> [TASK INSTRUCTIONS] Set down the lines below exactly as they stand, please. Go from the first through the one containing "use glam::DVec2;".

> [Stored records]
>>>>

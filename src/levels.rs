//! Level catalog and scoring
//!
//! Blueprints are immutable data; every play session gets a fresh
//! [`Level`] from [`LevelBlueprint::instantiate`]. The built-in levels are
//! tuned against the simulator's physics (target times come from the model
//! solutions noted on each level), so their numbers shouldn't drift.
//!
//! Blueprints also (de)serialize with serde, so custom catalogs can be
//! loaded from JSON.

use glam::DVec2;
use serde::{Deserialize, Serialize};

use crate::sim::{Level, Obstacle, Spike, SpikeWheel};

/// Obstacle placement in a blueprint
#[derive(Debug, Clone, PartialEq, Serialize, Deserialize)]
#[serde(tag = "kind", rename_all = "snake_case")]
pub enum ObstacleLayout {
    Spike {
        x: f64,
        y: f64,
    },
    SpikeWheel {
        x: f64,
        y: f64,
        arms: u32,
        arm_length: u32,
        /// Radians per second
        speed: f64,
    },
}

impl ObstacleLayout {
    pub fn build(&self) -> Obstacle {
        match *self {
            ObstacleLayout::Spike { x, y } => Spike::new(x, y).into(),
            ObstacleLayout::SpikeWheel {
                x,
                y,
                arms,
                arm_length,
                speed,
            } => SpikeWheel::new(DVec2::new(x, y), arms, arm_length, speed).into(),
        }
    }
}

/// Per-tick level behaviour in a blueprint
#[derive(Debug, Clone, Copy, PartialEq, Default, Serialize, Deserialize)]
#[serde(tag = "kind", rename_all = "snake_case")]
pub enum MotionLayout {
    #[default]
    Static,
    Bobbing { amplitude: f64, frequency: f64 },
}

/// Immutable description of a level
#[derive(Debug, Clone, PartialEq, Serialize, Deserialize)]
pub struct LevelBlueprint {
    pub id: u32,
    pub name: String,
    pub start: DVec2,
    pub goal: DVec2,
    #[serde(default)]
    pub obstacles: Vec<ObstacleLayout>,
    #[serde(default)]
    pub motion: MotionLayout,
    /// Equations the model solution uses
    pub target_equations: u32,
    /// Completion time of the model solution, in seconds
    pub target_time: f64,
}

impl LevelBlueprint {
    /// Create a fresh runtime level
    pub fn instantiate(&self) -> Level {
        let obstacles = self.obstacles.iter().map(ObstacleLayout::build).collect();
        match self.motion {
            MotionLayout::Static => Level::new(self.start, self.goal, obstacles),
            MotionLayout::Bobbing {
                amplitude,
                frequency,
            } => Level::bobbing(self.start, self.goal, obstacles, amplitude, frequency),
        }
    }

    /// Score in [0, 1] for a win. Every extra equation and every second
    /// over the target time costs a third.
    pub fn score(&self, num_equations: usize, elapsed_secs: f64) -> f64 {
        let extra_equations = num_equations as f64 - self.target_equations as f64;
        let overtime = (elapsed_secs - self.target_time).max(0.0);
        (1.0 - extra_equations / 3.0 - overtime / 3.0).clamp(0.0, 1.0)
    }

    /// The built-in level following this one, if any
    pub fn next(&self) -> Option<LevelBlueprint> {
        Self::by_id(self.id + 1)
    }

    pub fn by_id(id: u32) -> Option<LevelBlueprint> {
        Self::builtin().into_iter().find(|l| l.id == id)
    }

    pub fn from_json(json: &str) -> Result<Self, serde_json::Error> {
        serde_json::from_str(json)
    }

    /// Parse a JSON array of blueprints
    pub fn catalog_from_json(json: &str) -> Result<Vec<Self>, serde_json::Error> {
        serde_json::from_str(json)
    }

    pub fn to_json(&self) -> Result<String, serde_json::Error> {
        serde_json::to_string_pretty(self)
    }

    /// The built-in levels, in play order
    pub fn builtin() -> Vec<LevelBlueprint> {
        vec![level_1(), level_2(), level_3(), level_4(), level_5()]
    }
}

fn spike(x: f64, y: f64) -> ObstacleLayout {
    ObstacleLayout::Spike { x, y }
}

// Model solution: 1/3x+1.5
fn level_1() -> LevelBlueprint {
    LevelBlueprint {
        id: 0,
        name: "Level 1".to_string(),
        start: DVec2::new(-6.0, 0.0),
        goal: DVec2::new(6.0, 4.0),
        obstacles: Vec::new(),
        motion: MotionLayout::Static,
        target_equations: 1,
        target_time: 9.0,
    }
}

// Model solution: -cos(x/1.2)*2-1.4
fn level_2() -> LevelBlueprint {
    let obstacles = (0..8)
        .flat_map(|i| {
            let i = i as f64;
            [spike(-4.0, -i), spike(0.0, i), spike(4.0, -i)]
        })
        .collect();

    LevelBlueprint {
        id: 1,
        name: "Level 2".to_string(),
        start: DVec2::new(-7.0, -3.0),
        goal: DVec2::new(7.0, -3.0),
        obstacles,
        motion: MotionLayout::Static,
        target_equations: 1,
        target_time: 12.6,
    }
}

// Model solution: -2.5*e^(-x^2/(2*1.5^2))+1+max(0,x/4)
fn level_3() -> LevelBlueprint {
    let column = (0..8).map(|i| spike(0.0, i as f64));
    let rows = (0..5).flat_map(|i| {
        let i = i as f64;
        [spike(-3.0 - i, 0.0), spike(3.0 + i, 0.0)]
    });

    LevelBlueprint {
        id: 2,
        name: "Level 3".to_string(),
        start: DVec2::new(-6.0, 3.0),
        goal: DVec2::new(6.0, 3.0),
        obstacles: column.chain(rows).collect(),
        motion: MotionLayout::Static,
        target_equations: 1,
        target_time: 9.4,
    }
}

// Model solution: sin(t/2)+max(0,1.7*sin(x/2.15))
fn level_4() -> LevelBlueprint {
    let obstacles = (0..8)
        .flat_map(|i| {
            let i = i as f64;
            let wave = 3.0 * ((i - 3.0) / 7.0 * std::f64::consts::PI).cos();
            [
                spike(-i, 2.0),
                spike(-i, -2.0),
                spike(i + 1.0, 2.0 + wave),
                spike(i + 1.0, -2.0 + wave),
            ]
        })
        .collect();

    LevelBlueprint {
        id: 3,
        name: "Level 4".to_string(),
        start: DVec2::new(-6.0, 0.0),
        goal: DVec2::new(6.0, 0.0),
        obstacles,
        motion: MotionLayout::Bobbing {
            amplitude: 1.5,
            frequency: 0.5,
        },
        target_equations: 2,
        target_time: 8.3,
    }
}

// Model solution: 4sin(t/2)+sin(t/4)+sin(t/6)
fn level_5() -> LevelBlueprint {
    LevelBlueprint {
        id: 4,
        name: "Level 5".to_string(),
        start: DVec2::new(-6.0, 0.0),
        goal: DVec2::new(6.0, 0.0),
        obstacles: vec![ObstacleLayout::SpikeWheel {
            x: 0.0,
            y: 0.0,
            arms: 5,
            arm_length: 5,
            speed: -0.8,
        }],
        motion: MotionLayout::Static,
        target_equations: 1,
        target_time: 7.9,
    }
}

#[cfg(test)]
mod tests {
    use super::*;
    use crate::sim::LevelMotion;

    #[test]
    fn test_builtin_catalog() {
        let levels = LevelBlueprint::builtin();
        assert_eq!(levels.len(), 5);
        for (i, level) in levels.iter().enumerate() {
            assert_eq!(level.id, i as u32);
        }
        assert_eq!(levels[1].obstacles.len(), 24);
        assert_eq!(levels[2].obstacles.len(), 18);
        assert_eq!(levels[3].obstacles.len(), 32);
    }

    #[test]
    fn test_next_walks_the_catalog() {
        let mut level = LevelBlueprint::by_id(0);
        let mut names = Vec::new();
        while let Some(l) = level {
            names.push(l.name.clone());
            level = l.next();
        }
        assert_eq!(names, ["Level 1", "Level 2", "Level 3", "Level 4", "Level 5"]);
        assert!(LevelBlueprint::by_id(5).is_none());
    }

    #[test]
    fn test_instantiate() {
        let level = LevelBlueprint::by_id(3).unwrap().instantiate();
        assert_eq!(level.start(), DVec2::new(-6.0, 0.0));
        assert_eq!(level.obstacles().len(), 32);
        assert!(matches!(level.motion(), LevelMotion::Bobbing { .. }));

        let level = LevelBlueprint::by_id(4).unwrap().instantiate();
        assert_eq!(level.obstacles()[0].spikes().len(), 21);
    }

    #[test]
    fn test_score() {
        let level = LevelBlueprint::by_id(0).unwrap();
        assert_eq!(level.score(1, 8.0), 1.0);
        assert!((level.score(2, 8.0) - 2.0 / 3.0).abs() < 1e-12);
        assert!((level.score(1, 10.5) - 0.5).abs() < 1e-12);
        assert_eq!(level.score(5, 30.0), 0.0);
        // Fewer equations than the target can't exceed a perfect score
        assert_eq!(LevelBlueprint::by_id(3).unwrap().score(1, 5.0), 1.0);
    }

    #[test]
    fn test_json_round_trip() {
        let level = LevelBlueprint::by_id(4).unwrap();
        let json = level.to_json().unwrap();
        assert_eq!(LevelBlueprint::from_json(&json).unwrap(), level);
    }

    #[test]
    fn test_custom_level_from_json() {
        let json = r#"[{
            "id": 10,
            "name": "Custom",
            "start": [-5.0, 1.0],
            "goal": [5.0, 1.0],
            "obstacles": [
                { "kind": "spike", "x": 0.0, "y": 2.0 },
                { "kind": "spike_wheel", "x": 2.0, "y": 0.0, "arms": 3, "arm_length": 2, "speed": 1.0 }
            ],
            "motion": { "kind": "bobbing", "amplitude": 1.0, "frequency": 2.0 },
            "target_equations": 1,
            "target_time": 10.0
        }]"#;
        let catalog = LevelBlueprint::catalog_from_json(json).unwrap();
        assert_eq!(catalog.len(), 1);

        let level = catalog[0].instantiate();
        assert_eq!(level.goal(), DVec2::new(5.0, 1.0));
        assert_eq!(level.obstacles().len(), 2);
        assert_eq!(level.obstacles()[1].spikes().len(), 4);
    }

    #[test]
    fn test_missing_fields_are_rejected() {
        assert!(LevelBlueprint::from_json(r#"{ "id": 1, "name": "x" }"#).is_err());
    }
}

<<<<

> [REPLY]
filename src/levels.rs
//! Level catalog and scoring
//!
//! Blueprints are immutable data; every play session gets a fresh
//! [`Level`] from [`LevelBlueprint::instantiate`]. The built-in levels are
//! tuned against the simulator's physics (target times come from the model
//! solutions noted on each level), so their numbers shouldn't drift.
//!
//! Blueprints also (de)serialize with serde, so custom catalogs can be
//! loaded from JSON.

use glam::DVec2;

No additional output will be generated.